Mushroom Fennel Stuffing
Looking for a lower carb version of this holiday favorite? This stuffing is delicious and flavorful with the addition of hearty mushrooms and savory fennel in addition to the traditional celery, as well as some fresh herbs, which gives it a great depth of flavor.
- 20 slices Carb Style, 7 Grain Bread or other low-carb sandwich bread
- 16 ounces baby bella or portabello mushrooms, sliced
- 1 Tablespoon olive oil
- 4 celery stalks, chopped
- 1 small fennel bulb, diced, green stems and fronds removed & saved for another use
- 3 Tablespoons flat leaf parsley, chopped
- 5-7 fresh sage leaves, julienne
- 1 teaspoon fresh thyme leaves, stems removed (or 1/4 tsp dried thyme)

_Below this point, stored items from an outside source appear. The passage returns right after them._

//! Thumbnail specification and width snapping.

use caldera_error::{CalderaResult, RequestError, RequestErrorKind};

/// Canonical name of the full-HD thumbnail variant.
pub const FULLHD_NAME: &str = "fullhd";

/// Longest edge of the full-HD thumbnail variant, in pixels.
pub const FULLHD_EDGE: u32 = 1920;

/// Requested thumbnail variant, before canonicalization.
///
/// Width values stay raw strings until resolve time so that the parser never
/// fails; a zero, negative, or non-numeric width is rejected there as a
/// validation error instead.
#[derive(Debug, Clone, PartialEq, Eq, Hash)]
pub enum ThumbSpec {
    /// Width-based variant, snapped to a power of two at resolve time
    Width(String),
    /// Named variant (currently only `fullhd`)
    Name(String),
}

impl ThumbSpec {
    /// Parse a raw width value, rejecting non-numeric or non-positive input.
    pub fn parse_width(raw: &str) -> CalderaResult<u32> {
        match raw.parse::<u32>() {
            Ok(width) if width > 0 => Ok(width),
            _ => Err(RequestError::new(RequestErrorKind::InvalidThumbWidth(
                raw.to_string(),
            )))?,
        }
    }
}

/// Snap a requested thumbnail width to its canonical size.
///
/// The width is clamped to the original's width, then rounded down to the
/// nearest power of two, floored at `2^min_log`. This bounds the number of
/// distinct variants any single original can ever produce.
///
/// # Examples
///
/// ```
/// use caldera_core::snap_thumb_width;
///
/// // Nearby requests collapse into the same variant: 130 and 140 both
/// // round down to 128, while 100 lands in the 64 bucket.
/// assert_eq!(snap_thumb_width(100, 1000, 5), 64);
/// assert_eq!(snap_thumb_width(130, 1000, 5), 128);
/// assert_eq!(snap_thumb_width(140, 1000, 5), 128);
/// // Tiny requests are floored at 2^5.
/// assert_eq!(snap_thumb_width(3, 1000, 5), 32);
/// ```
pub fn snap_thumb_width(requested: u32, original_width: u32, min_log: u32) -> u32 {
    let clamped = requested.min(original_width).max(1);
    let log = min_log.max(clamped.ilog2());
    2u32.pow(log)
}

#[cfg(test)]
mod tests {
    use super::*;

    #[test]
    fn snaps_down_to_power_of_two() {
        assert_eq!(snap_thumb_width(200, 1000, 5), 128);
        assert_eq!(snap_thumb_width(256, 1000, 5), 256);
        assert_eq!(snap_thumb_width(511, 1000, 5), 256);
    }

    #[test]
    fn clamps_to_original_width() {
        // Requested wider than the original: clamp first, then snap.
        assert_eq!(snap_thumb_width(4000, 1000, 5), 512);
        assert_eq!(snap_thumb_width(4000, 4096, 5), 2048);
        // An exact power of two within the original passes through.
        assert_eq!(snap_thumb_width(4096, 4096, 5), 4096);
    }

    #[test]
    fn floors_at_min_log() {
        assert_eq!(snap_thumb_width(1, 1000, 5), 32);
        assert_eq!(snap_thumb_width(40, 20, 5), 32);
    }

    #[test]
    fn width_validation_rejects_bad_input() {
        assert!(ThumbSpec::parse_width("0").is_err());
        assert!(ThumbSpec::parse_width("-5").is_err());
        assert!(ThumbSpec::parse_width("abc").is_err());
        assert_eq!(ThumbSpec::parse_width("200").unwrap(), 200);
    }
}
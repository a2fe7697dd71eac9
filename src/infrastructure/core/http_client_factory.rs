use reqwest::Client;
use reqwest_middleware::{ClientBuilder, ClientWithMiddleware};
use reqwest_retry::{RetryTransientMiddleware, policies::ExponentialBackoff};
use std::time::Duration;

pub struct HttpClientFactory;

impl HttpClientFactory {
    /// Creates an HTTP client for quote providers.
    ///
    /// Transient failures (connect errors, 5xx, 429) are retried with
    /// exponential backoff, at most `max_retries` times.
    pub fn create_client(timeout: Duration, max_retries: u32) -> ClientWithMiddleware {
        let retry_policy = ExponentialBackoff::builder().build_with_max_retries(max_retries);

        let client = Client::builder()
            .pool_max_idle_per_host(5)
            .timeout(timeout)
            .connect_timeout(Duration::from_secs(5))
            .build()
            .unwrap_or_else(|_| Client::new());

        ClientBuilder::new(client)
            .with(RetryTransientMiddleware::new_with_policy(retry_policy))
            .build()
    }
}
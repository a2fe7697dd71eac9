use chrono::{DateTime, Utc};
use rust_decimal::Decimal;
use serde::{Deserialize, Serialize};
use std::fmt;

#[derive(Debug, Clone, Copy, PartialEq, Eq, Hash, PartialOrd, Ord, Serialize, Deserialize)]
pub struct UserId(pub i64);

impl fmt::Display for UserId {
    fn fmt(&self, f: &mut fmt::Formatter<'_>) -> fmt::Result {
        write!(f, "#{}", self.0)
    }
}

#[derive(Debug, Clone, PartialEq, Serialize)]
pub struct User {
    pub id: UserId,
    pub username: String,
    pub cash: Decimal,
}

/// A transaction that has not been committed yet
#[derive(Debug, Clone, PartialEq)]
pub struct NewTransaction {
    pub symbol: String,
    /// Positive for a buy, negative for a sell
    pub shares: i64,
    pub price: Decimal,
    pub name: String,
    pub timestamp: DateTime<Utc>,
}

impl NewTransaction {
    /// Checks that the row may enter the log: non-zero shares, positive price.
    pub fn validate(&self) -> Result<(), String> {
        if self.symbol.trim().is_empty() {
            return Err("transaction symbol is empty".to_string());
        }
        if self.shares == 0 {
            return Err(format!("zero-share transaction for {}", self.symbol));
        }
        if self.shares == i64::MIN {
            return Err(format!(
                "share count {} for {} is out of range",
                self.shares, self.symbol
            ));
        }
        if self.price <= Decimal::ZERO {
            return Err(format!(
                "non-positive price {} for {}",
                self.price, self.symbol
            ));
        }
        Ok(())
    }

    /// Signed notional of the row (shares * price)
    pub fn notional(&self) -> Option<Decimal> {
        Decimal::from(self.shares).checked_mul(self.price)
    }

    pub fn into_committed(self, id: i64, user_id: UserId) -> Transaction {
        Transaction {
            id,
            user_id,
            symbol: self.symbol,
            shares: self.shares,
            price: self.price,
            name: self.name,
            timestamp: self.timestamp,
        }
    }
}

/// An immutable row of the append-only log
#[derive(Debug, Clone, PartialEq, Serialize)]
pub struct Transaction {
    pub id: i64,
    pub user_id: UserId,
    pub symbol: String,
    pub shares: i64,
    pub price: Decimal,
    pub name: String,
    pub timestamp: DateTime<Utc>,
}

/// Net position in one symbol, derived from the log
#[derive(Debug, Clone, PartialEq, Eq, Serialize)]
pub struct Holding {
    pub symbol: String,
    pub name: String,
    pub net_shares: i64,
}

- 3 1/4 cups Organic, Low Sodium chicken broth
- 3/4 cup Egg beaters
- 1/2 teaspoon salt
- 1/4 teaspoon black pepper
- Preheat oven to 450'F.
- Place bread slices on a baking sheet and bake about 5 minutes until just golden, flip over and bake an additional 2-3 minutes staying close to the oven to avoid burning. Let cool.
- Turn oven down to 350'F.
- Cut each bread slice into about 9-12 cubes or break into small pieces with your hands and transfer to a large mixing bowl.
- In a large pan over medium high heat, saute mushrooms in 1 tablespoon of olive oil for about 5 minutes.
- Add celery and fennel and saute another 3-4 minutes until all veggies are soft and fragrant.
- Pour warm vegetables over the bread cubes.
- To the bowl with the bread cubes and sauteed vegetables add the parsley, sage, thyme, chicken broth and egg beaters.
- Add salt and pepper and stir to combine.
- Pour mixture into a large baking dish (13" x 9" dish or a large, oven safe, Dutch oven) coated with non-stick cooking spray, cover with lid or foil and bake at 350'F for 45 minutes, removing the foil or pot lid for the last 15 minutes of cooking to get a nice crispy top.
- Serve hot alongside roasted turkey and a crisp green salad.
- calories: 168
- calories from fat: 41
- cholesterol: 0mg
- dietary fiber: 7.6g
- potassium: 370mg
- protein: 14.4g
- sodium: 496mg
- sugars: 1.0g
- total carbohydrates: 20.8g
- total fat: 4.6g
- trans fat: 0.0g
Disclaimer: Type2Diabetes.com cannot guarantee a recipe that has been scaled to make a different number of servings from the original.